After 2 months of almost no sleeping due to exams and school projects, the day I can finally catch up with work, I get laid off. You know that day. You are sad, you feel like you failed but, at the same time, you feel so HAPPY. You’ve been released. But you are not supposed to feel happy, because what are you going to do now? So even when I have a hard time dealing with changes and letting go, even when I feel numb and sad, I know it’s good and that I’ll be fine. The mourning period is nice because you get to be curled up in bed watching old repeated Seinfeld and Friends episodes while you feel pity for yourself and you get to cook and bake what you like and catch up with Homeland. Being an Audiovisual Design student, it is normal to hear my friends go “Have you watched it yet? You HAVE TO. It’s amazing! Do it NOW, here, have my Netflix password, watch it!” and then I explain that there’s a long list of movies and pilots I have to watch for school, and sometimes, I don’t even watch all of that. So I spend a lot of months a year hoping for school to finish so I can choose what I watch, even if it’s Clueless or Mean Girls or catching up with Homeland or Silicon Valley instead of a Pier Paolo Pasolini film, which I also love, but sometimes I’m just not in the right mood for that. 
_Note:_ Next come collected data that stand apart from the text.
//! Animated spinner for thinking indicator

use agentwire_core::subscriber::{EventContext, RunSubscriber};
use agentwire_core::ProtocolEvent;
use parking_lot::Mutex;
use std::io::{stdout, Write};
use std::sync::Arc;
use std::time::Duration;
use tokio::task::JoinHandle;

const BARS: &[char] = &['▁', '▂', '▃', '▄', '▅', '▆', '▇', '█'];
const NUM_BARS: usize = 8;
const FRAME_DURATION: Duration = Duration::from_millis(80);

/// An animated spinner that runs in the background
///
/// As a run subscriber it halts on the first event of the run, so streamed
/// output never interleaves with a spinner frame.
#[derive(Clone)]
pub struct Spinner {
    // Held while a frame is drawn.
    active: Arc<Mutex<bool>>,
    handle: Arc<Mutex<Option<JoinHandle<()>>>>,
}

impl Spinner {
    /// Start a new spinner with the given message
    pub fn new(message: &str) -> Self {
        let active = Arc::new(Mutex::new(true));
        let frames_active = Arc::clone(&active);
        let message = message.to_string();

        let handle = tokio::spawn(async move {
            // Each bar has its own height (0-7) and velocity
            let mut heights = [3i8, 5, 4, 6, 3, 5, 4, 3];
            let mut velocities = [1i8, -1, 1, -1, 1, -1, 1, -1];

            loop {
                {
                    let active = frames_active.lock();
                    if !*active {
                        break;
                    }
                    let frame: String = smooth(&heights)
                        .iter()
                        .map(|&h| BARS[h as usize])
                        .collect();
                    print!("\r\x1b[2m{} {}\x1b[0m", frame, message);
                    let _ = stdout().flush();
                }

                // Bounce between 1 and 7
                for i in 0..NUM_BARS {
                    heights[i] += velocities[i];
                    if heights[i] <= 1 || heights[i] >= 7 {
                        velocities[i] = -velocities[i];
                        heights[i] = heights[i].clamp(1, 7);
                    }
                }
                tokio::time::sleep(FRAME_DURATION).await;
            }
        });

        Self {
            active,
            handle: Arc::new(Mutex::new(Some(handle))),
        }
    }

    /// Stop drawing and clear the line. Safe to call more than once.
    pub fn halt(&self) {
        let mut active = self.active.lock();
        if *active {
            *active = false;
            print!("\r\x1b[2K");
            let _ = stdout().flush();
        }
    }

    /// Halt and wait for the animation task to exit
    pub async fn stop(self) {
        self.halt();
        let handle = self.handle.lock().take();
        if let Some(handle) = handle {
            let _ = handle.await;
        }
    }
}

impl RunSubscriber for Spinner {
    fn on_event(&mut self, _event: &ProtocolEvent, _ctx: &EventContext<'_>) {
        self.halt();
    }
}

/// Blend each bar slightly toward its neighbors: 60% self, 20% each side.
fn smooth(heights: &[i8; NUM_BARS]) -> [i8; NUM_BARS] {
    let mut smoothed = [0i8; NUM_BARS];
    for i in 0..NUM_BARS {
        let left = if i > 0 { heights[i - 1] } else { heights[i] };
        let right = if i < NUM_BARS - 1 {
            heights[i + 1]
        } else {
            heights[i]
        };
        smoothed[i] = ((heights[i] as i16 * 3 + left as i16 + right as i16) / 5) as i8;
    }
    smoothed
}

#[cfg(test)]
mod tests {
    use super::*;

    #[test]
    fn smooth_keeps_flat_heights() {
        assert_eq!(smooth(&[4; NUM_BARS]), [4; NUM_BARS]);
    }

    #[test]
    fn smooth_stays_within_bar_range() {
        let smoothed = smooth(&[1, 7, 1, 7, 1, 7, 1, 7]);
        assert!(smoothed.iter().all(|&h| (1..=7).contains(&h)));
    }

    #[tokio::test]
    async fn halt_is_idempotent_and_stop_joins() {
        let spinner = Spinner::new("thinking");
        let subscriber_copy = spinner.clone();
        subscriber_copy.halt();
        spinner.halt();
        assert!(!*spinner.active.lock());
        spinner.stop().await;
        assert!(subscriber_copy.handle.lock().is_none());
    }
}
So where was I? Anyway, I finished my year with mediocre grades, no job, no nothing. Pure self sabotage. I am sort of an expert on that, because when you don’t actively decide to quit, you sabotage yourself till you have a clean slate to work with. As I told a classmate yesterday, even if I wrote that 20 pages script and its 20 pages analysis in 2 days without sleeping after 2 days of no sleeping due to a Sound I project, I really think I’m learning. And I am. Maybe I can’t quote Kierkegaard and Ansperger by heart, but I got it. Something that you learn at design school is to live without sleeping well for months and maybe not sleeping at all for almost a week and to do things fast. Especially because you are not getting paid but putting lots of money into it and need the rest of the time to do something that gives you the money to pay for that. Although sometimes it seems impossible to balance that and you get fired. Ha. But I clearly wanted to pass those classes even if it wasn’t with flying colours like the little nerd in me would have wanted and I clearly didn’t want that job anymore, therefore, my sabotage angel chose for me and did it right. Sabotage is only quitting in a non so active way. 
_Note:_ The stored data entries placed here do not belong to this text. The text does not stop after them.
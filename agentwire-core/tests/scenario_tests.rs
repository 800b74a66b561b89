//! End-to-end runs through the full pipeline: bytes in, conversation out.

use agentwire_core::test_utils::{EventLog, RecordingSubscriber};
use agentwire_core::{Entry, ProtocolEvent, RunOutcome, Session, SessionStatus};
use serde_json::json;

const HI_THERE: &str = "data: {\"type\":\"run-started\",\"runId\":\"r1\"}\n\n\
data: {\"type\":\"text-message-start\"}\n\n\
data: {\"type\":\"text-message-content\",\"delta\":\"Hi\"}\n\n\
data: {\"type\":\"text-message-content\",\"delta\":\" there\"}\n\n\
data: {\"type\":\"text-message-end\",\"messageId\":\"m1\"}\n\n\
data: {\"type\":\"run-finished\"}\n\n";

fn assistant_messages(session: &Session) -> Vec<(String, String)> {
    session
        .conversation()
        .messages()
        .iter()
        .filter(|m| m.role == agentwire_core::Role::Assistant)
        .map(|m| (m.id.clone(), m.content.clone()))
        .collect()
}

#[test]
fn test_hi_there_stream_produces_one_message() {
    let mut session = Session::new();
    session.submit("hello").unwrap();
    session.feed(HI_THERE.as_bytes());

    assert_eq!(
        assistant_messages(&session),
        vec![("m1".to_string(), "Hi there".to_string())]
    );
    assert_eq!(session.outcome(), Some(RunOutcome::Finished));
    assert_eq!(session.status(), SessionStatus::Ready);
}

#[test]
fn test_every_two_way_split_decodes_identically() {
    let body = EventLog::new()
        .run_started("r1")
        .text("m1", &["héllo ", "wörld ✓ ", "🦀"])
        .tool_call("c1", "calc", &["{\"expr\":", "\"2×2\"}"])
        .tool_result("c1", json!([{"type": "text", "text": "4"}]))
        .run_finished()
        .to_sse()
        .into_bytes();

    let reference = {
        let recorder = RecordingSubscriber::new();
        let mut session = Session::new();
        session.subscribe(recorder.clone());
        session.feed(&body);
        recorder.events()
    };
    assert_eq!(reference.len(), 12);

    for split in 0..=body.len() {
        let recorder = RecordingSubscriber::new();
        let mut session = Session::new();
        session.subscribe(recorder.clone());
        session.feed(&body[..split]);
        session.feed(&body[split..]);
        assert_eq!(recorder.events(), reference, "split at byte {}", split);
    }
}

#[test]
fn test_byte_at_a_time_delivery() {
    let mut session = Session::new();
    session.submit("hello").unwrap();
    for byte in HI_THERE.as_bytes() {
        session.feed(std::slice::from_ref(byte));
    }
    assert_eq!(
        assistant_messages(&session),
        vec![("m1".to_string(), "Hi there".to_string())]
    );
}

#[test]
fn test_malformed_frame_does_not_stop_the_run() {
    let recorder = RecordingSubscriber::new();
    let mut session = Session::new();
    session.subscribe(recorder.clone());
    session.submit("hello").unwrap();

    session.feed(b"data: {\"type\":\"run-started\"}\n\ndata: not-json\n\ndata: {\"type\":\"run-finished\"}\n\n");

    assert_eq!(recorder.decode_errors(), 1);
    assert_eq!(session.outcome(), Some(RunOutcome::Finished));
}

#[test]
fn test_interleaved_tool_args_concatenate_per_call() {
    let mut session = Session::new();
    session.submit("two tools").unwrap();
    session.feed(
        EventLog::new()
            .run_started("r1")
            .tool_start("a", "calc")
            .tool_start("b", "calc")
            .tool_args("b", "{\"n\":")
            .tool_args("a", "{\"m\":")
            .tool_args("a", "1}")
            .tool_args("b", "2}")
            .tool_end("b")
            .tool_end("a")
            .to_sse()
            .as_bytes(),
    );

    let run = session.run().unwrap();
    assert_eq!(run.tool_call("a").unwrap().args(), "{\"m\":1}");
    assert_eq!(run.tool_call("b").unwrap().args(), "{\"n\":2}");
}

#[test]
fn test_deferred_approvals_in_reverse_order_resume_once() {
    let mut session = Session::new();
    session.submit("What is 2+2 and 3*3?").unwrap();
    session.feed(
        EventLog::new()
            .run_started("r1")
            .deferred(&[
                ("id1", "evaluate_expression", json!({"expression": "2+2"})),
                ("id2", "evaluate_expression", json!({"expression": "3*3"})),
            ])
            .run_finished()
            .to_sse()
            .as_bytes(),
    );

    let mut resumptions = Vec::new();
    for id in ["id2", "id1"] {
        if let Some(request) = session.record_approval(id, true).unwrap() {
            resumptions.push(request);
        }
    }

    assert_eq!(resumptions.len(), 1);
    let state = serde_json::to_value(&resumptions[0].state).unwrap();
    assert_eq!(state["deferred_tool_approvals"], json!({"id1": true, "id2": true}));
    assert_eq!(
        session.conversation().deferred_tool_approvals().cloned(),
        Some([("id1".to_string(), true), ("id2".to_string(), true)].into())
    );
    assert!(session.record_approval("id1", true).is_err());
}

#[test]
fn test_replay_is_idempotent() {
    let log = EventLog::new()
        .run_started("r1")
        .custom("instructions", json!("Be concise"))
        .custom("attachments", json!({"notes.txt": "data:text/plain;base64,aGk="}))
        .text("m1", &["Let me ", "check."])
        .tool_call("c1", "calc", &["{\"x\":1}"])
        .tool_result("c1", json!("1"))
        .custom("progress", json!({"pct": 100}))
        .text("m2", &["Done."])
        .run_finished();

    let replay = || {
        let mut session = Session::with_thread_id("t1");
        session.feed(log.to_sse().as_bytes());
        session.conversation().clone()
    };

    let first = replay();
    assert_eq!(first, replay());
    assert_eq!(first.messages().len(), 2);
    assert_eq!(
        first.transcript().entries().next(),
        Some(&Entry::Instructions("Be concise".to_string()))
    );
}

#[test]
fn test_early_close_errors_instead_of_hanging() {
    let recorder = RecordingSubscriber::new();
    let mut session = Session::new();
    session.subscribe(recorder.clone());
    session.submit("hello").unwrap();

    let cut = HI_THERE.find("text-message-end").unwrap();
    session.feed(&HI_THERE.as_bytes()[..cut]);
    session.end_of_stream();

    assert!(matches!(session.outcome(), Some(RunOutcome::Errored { .. })));
    assert_eq!(session.status(), SessionStatus::Ready);
    assert!(matches!(recorder.events().last(), Some(ProtocolEvent::RunError(_))));
    // The partial assistant text stays visible.
    assert!(session.conversation().transcript().entries().any(|entry| matches!(
        entry,
        Entry::Assistant { text, complete: false, .. } if text == "Hi there"
    )));
}

#[tokio::test]
async fn test_pushed_run_survives_every_chunk_split() {
    let body = HI_THERE.as_bytes();
    for split in 0..=body.len() {
        let mut session = Session::new();
        let chunks = vec![
            Ok::<_, std::io::Error>(body[..split].to_vec()),
            Ok(body[split..].to_vec()),
        ];
        let outcome = session.drive(futures::stream::iter(chunks)).await;
        assert_eq!(outcome, RunOutcome::Finished, "split at byte {}", split);
        assert_eq!(
            assistant_messages(&session),
            vec![("m1".to_string(), "Hi there".to_string())]
        );
    }
}

#[tokio::test]
async fn test_drive_without_a_run_does_not_report_the_previous_one() {
    let mut session = Session::new();
    session.submit("hello").unwrap();
    session.feed(HI_THERE.as_bytes());
    assert_eq!(session.outcome(), Some(RunOutcome::Finished));

    let chunks = vec![Ok::<_, std::io::Error>(b": keep-alive\n\n".to_vec())];
    let outcome = session.drive(futures::stream::iter(chunks)).await;
    assert_eq!(
        outcome,
        RunOutcome::Errored {
            message: "stream ended without a run".to_string()
        }
    );
}

#[test]
fn test_replay_without_message_ids_is_idempotent() {
    let log = EventLog::new()
        .run_started("r1")
        .raw(json!({"type": "text-message-start"}))
        .raw(json!({"type": "text-message-content", "delta": "Hi"}))
        .raw(json!({"type": "text-message-end"}))
        .run_finished();

    let replay = || {
        let mut session = Session::with_thread_id("t1");
        session.feed(log.to_sse().as_bytes());
        session.conversation().clone()
    };

    let first = replay();
    assert_eq!(first, replay());
    assert_eq!(first.messages().len(), 1);
    assert_eq!(first.messages()[0].id, "message-1");
    assert_eq!(first.messages()[0].content, "Hi");
}

#[test]
fn test_deferred_requests_are_prompted_in_arrival_order() {
    let mut session = Session::new();
    session.submit("two tools").unwrap();
    session.feed(
        EventLog::new()
            .run_started("r1")
            .deferred(&[
                ("z1", "evaluate_expression", json!({"expression": "1+1"})),
                ("a1", "evaluate_expression", json!({"expression": "2+2"})),
            ])
            .run_finished()
            .to_sse()
            .as_bytes(),
    );

    let Some(RunOutcome::AwaitingApproval { requests }) = session.outcome() else {
        panic!("expected the run to await approval");
    };
    let ids: Vec<&str> = requests.iter().map(|r| r.call_id.as_str()).collect();
    assert_eq!(ids, vec!["z1", "a1"]);
}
Something that I do a lot is define myself through failure. Imagine you get a job, get promoted, find the love of your life. I usually don’t tell, because, if I like someone I just think I’m gonna jinx it by telling everybody (and when I do is maybe a start on the self sabotage thingy) and if I get a job or good grades, as my dad always put it, is “something that you do for yourself and you have to do things right, that’s the normal thing to do, it shouldn’t be cheered upon”, so, all my As were normal and my classmates Bs deserved a Playstation. So I kinda learnt not to tell nor feel overexcited before something I achieved, but failing, that’s the not normal thing to do, and that’s the one I communicate. Which maybe, should be the other way round. Perhaps I’m just trying to show everybody that they can fail and they can be crazy and they’ll survive regardless. 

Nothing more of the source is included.